Look through the records and report how many lines include the word "ReportConfig", with no other words.

(Items from a dataset)
***
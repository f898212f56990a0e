//! Outcome of evaluating one or more laws.
//!
//! Every check first produces a [`Verdict`]. Composite checks merge the verdicts of
//! their constituent laws, so a single violated law never hides another one; the
//! assertion happens once, at the end, and lists every violation.

use std::fmt::{self, Debug};

use serde::Serialize;
use thiserror::Error;

use super::operator::OperatorKind;
use super::report::{ReportConfig, render_verdict};

/// Every law the harness knows how to check.
#[derive(Debug, Clone, Copy, PartialEq, Eq, Hash, Serialize)]
#[serde(rename_all = "snake_case")]
pub enum Law {
    /// `(a op b) op c == a op (b op c)`
    Associativity,
    /// `a op identity == identity op a`
    Neutrality,
    /// `a op identity == identity`
    RightNeutrality,
    /// `a op b == b op a`
    Commutativity,
    /// `a - a == identity`
    PartialInversion,
    /// `(identity - a) op a == identity`
    Inversion,
    /// `a & b` and `b & a` are contained in `a`
    IntersectionContainedness,
    /// `a` is contained in `a + b` and `b + a`
    UnionContainedness,
    /// the domain of a map is contained in the map
    DomainContainedness,
    /// `distance(x) == length(between(x))`
    LengthAsDistance,
    /// `length(x) + distance(x) == length(hull(x))`
    LengthComplementarity,
    /// `join(domain(x) + between(x)) == hull(x)`
    InnerComplementarity,
}

impl Law {
    /// Stable snake_case name.
    #[must_use]
    pub fn name(&self) -> &'static str {
        match self {
            Self::Associativity => "associativity",
            Self::Neutrality => "neutrality",
            Self::RightNeutrality => "right_neutrality",
            Self::Commutativity => "commutativity",
            Self::PartialInversion => "partial_inversion",
            Self::Inversion => "inversion",
            Self::IntersectionContainedness => "intersection_containedness",
            Self::UnionContainedness => "union_containedness",
            Self::DomainContainedness => "domain_containedness",
            Self::LengthAsDistance => "length_as_distance",
            Self::LengthComplementarity => "length_complementarity",
            Self::InnerComplementarity => "inner_complementarity",
        }
    }
}

impl fmt::Display for Law {
    fn fmt(&self, f: &mut fmt::Formatter<'_>) -> fmt::Result {
        f.write_str(self.name())
    }
}

/// One violated law.
#[derive(Debug, Clone, PartialEq, Eq, Serialize)]
pub struct Violation {
    /// Law that failed.
    pub law: Law,
    /// Operator the law was checked against, if the law is operator-generic.
    pub operator: Option<OperatorKind>,
    /// Enclosing checks, outermost first (structure name, permutation, ...).
    pub context: Vec<String>,
    /// Rendering of the offending values.
    pub detail: String,
}

impl fmt::Display for Violation {
    fn fmt(&self, f: &mut fmt::Formatter<'_>) -> fmt::Result {
        if !self.context.is_empty() {
            write!(f, "[{}] ", self.context.join(" / "))?;
        }
        write!(f, "{}", self.law)?;
        if let Some(operator) = self.operator {
            write!(f, " wrt {operator}")?;
        }
        write!(f, " violated: {}", self.detail)
    }
}

/// Accumulated result of one or more law evaluations.
#[derive(Debug, Clone, Default, PartialEq, Eq, Serialize)]
#[must_use = "a verdict does nothing unless asserted or inspected"]
pub struct Verdict {
    /// Number of individual law evaluations folded into this verdict.
    pub evaluated: usize,
    violations: Vec<Violation>,
}

impl Verdict {
    /// A single passing evaluation.
    pub fn pass() -> Self {
        Self {
            evaluated: 1,
            violations: Vec::new(),
        }
    }

    /// A single failing evaluation.
    pub fn fail(law: Law, operator: Option<OperatorKind>, detail: impl Into<String>) -> Self {
        let violation = Violation {
            law,
            operator,
            context: Vec::new(),
            detail: detail.into(),
        };
        log::debug!("law violation recorded: {violation}");
        Self {
            evaluated: 1,
            violations: vec![violation],
        }
    }

    /// Compare `left` and `right` with `equal`, producing a pass or a failure
    /// whose detail renders both sides.
    pub fn compare<T, E>(
        law: Law,
        operator: Option<OperatorKind>,
        equal: &E,
        left: &T,
        right: &T,
        statement: &str,
    ) -> Self
    where
        T: Debug,
        E: super::equality::Equality<T> + ?Sized,
    {
        if equal.equal(left, right) {
            Self::pass()
        } else {
            Self::fail(
                law,
                operator,
                format!("{statement}: left = {left:?}, right = {right:?}"),
            )
        }
    }

    /// Record a boolean condition.
    pub fn require(
        law: Law,
        operator: Option<OperatorKind>,
        condition: bool,
        detail: impl FnOnce() -> String,
    ) -> Self {
        if condition {
            Self::pass()
        } else {
            Self::fail(law, operator, detail())
        }
    }

    /// Fold `other` into `self`, keeping every violation.
    pub fn merge(mut self, other: Verdict) -> Self {
        self.evaluated += other.evaluated;
        self.violations.extend(other.violations);
        self
    }

    /// Prefix every violation's context with `label`.
    pub fn within(mut self, label: impl Into<String>) -> Self {
        let label = label.into();
        for violation in &mut self.violations {
            violation.context.insert(0, label.clone());
        }
        self
    }

    /// True if no evaluation failed.
    #[must_use]
    pub fn holds(&self) -> bool {
        self.violations.is_empty()
    }

    /// Violations in evaluation order.
    #[must_use]
    pub fn violations(&self) -> &[Violation] {
        &self.violations
    }

    /// True if some violation concerns `law`.
    #[must_use]
    pub fn violates(&self, law: Law) -> bool {
        self.violations.iter().any(|v| v.law == law)
    }

    /// Convert into a `Result`.
    pub fn into_result(self) -> Result<(), LawFailure> {
        if self.holds() {
            Ok(())
        } else {
            Err(LawFailure {
                evaluated: self.evaluated,
                violations: self.violations,
            })
        }
    }

    /// Panic with a report of every violation, rendered per [`ReportConfig::from_env`].
    ///
    /// # Panics
    ///
    /// Panics if any law was violated.
    #[track_caller]
    pub fn assert(&self) {
        self.assert_with(&ReportConfig::from_env());
    }

    /// Panic with a report of every violation, rendered per `config`.
    ///
    /// # Panics
    ///
    /// Panics if any law was violated.
    #[track_caller]
    pub fn assert_with(&self, config: &ReportConfig) {
        if self.holds() {
            return;
        }
        let report = render_verdict(self, config);
        log::error!("{report}");
        panic!("{report}");
    }
}

impl FromIterator<Verdict> for Verdict {
    fn from_iter<I: IntoIterator<Item = Verdict>>(iter: I) -> Self {
        iter.into_iter().fold(Verdict::default(), Verdict::merge)
    }
}

/// Error form of a failing [`Verdict`].
#[derive(Debug, Clone, PartialEq, Eq, Error)]
#[error(
    "{} of {} law evaluation(s) failed: {}",
    .violations.len(),
    .evaluated,
    summarize(.violations)
)]
pub struct LawFailure {
    /// Number of evaluations performed.
    pub evaluated: usize,
    /// Every violation.
    pub violations: Vec<Violation>,
}

fn summarize(violations: &[Violation]) -> String {
    violations
        .iter()
        .map(ToString::to_string)
        .collect::<Vec<_>>()
        .join("; ")
}

#[cfg(test)]
mod tests {
    use super::*;
    use crate::law::equality::NaturalEquality;

    #[test]
    fn merge_keeps_every_violation() {
        let verdict = Verdict::pass()
            .merge(Verdict::fail(Law::Associativity, Some(OperatorKind::Plus), "x"))
            .merge(Verdict::fail(Law::Neutrality, Some(OperatorKind::Plus), "y"));
        assert_eq!(verdict.evaluated, 3);
        assert_eq!(verdict.violations().len(), 2);
        assert!(verdict.violates(Law::Neutrality));
        assert!(!verdict.violates(Law::Commutativity));
    }

    #[test]
    fn within_prefixes_context() {
        let verdict = Verdict::fail(Law::Commutativity, Some(OperatorKind::Et), "z")
            .within("inner")
            .within("outer");
        assert_eq!(verdict.violations()[0].context, vec!["outer", "inner"]);
        assert_eq!(
            verdict.violations()[0].to_string(),
            "[outer / inner] commutativity wrt et (&) violated: z"
        );
    }

    #[test]
    fn compare_renders_both_sides() {
        let verdict = Verdict::compare(
            Law::Associativity,
            Some(OperatorKind::Minus),
            &NaturalEquality,
            &1_i32,
            &2_i32,
            "(a - b) - c == a - (b - c)",
        );
        assert_eq!(
            verdict.violations()[0].detail,
            "(a - b) - c == a - (b - c): left = 1, right = 2"
        );
    }

    #[test]
    fn into_result_wraps_violations() {
        assert!(Verdict::pass().into_result().is_ok());
        let error = Verdict::fail(Law::Inversion, None, "w")
            .into_result()
            .expect_err("failing verdict should be an error");
        assert_eq!(error.violations.len(), 1);
        assert_eq!(
            error.to_string(),
            "1 of 1 law evaluation(s) failed: inversion violated: w"
        );
    }

    #[test]
    fn collecting_verdicts_sums_evaluations() {
        let verdict: Verdict = (0..4).map(|_| Verdict::pass()).collect();
        assert_eq!(verdict.evaluated, 4);
        assert!(verdict.holds());
    }

    #[test]
    #[should_panic(expected = "associativity wrt plus (+) violated")]
    fn assert_panics_on_violation() {
        Verdict::fail(Law::Associativity, Some(OperatorKind::Plus), "boom")
            .assert_with(&ReportConfig::default());
    }
}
***
> [SOLVED EXERCISE] 5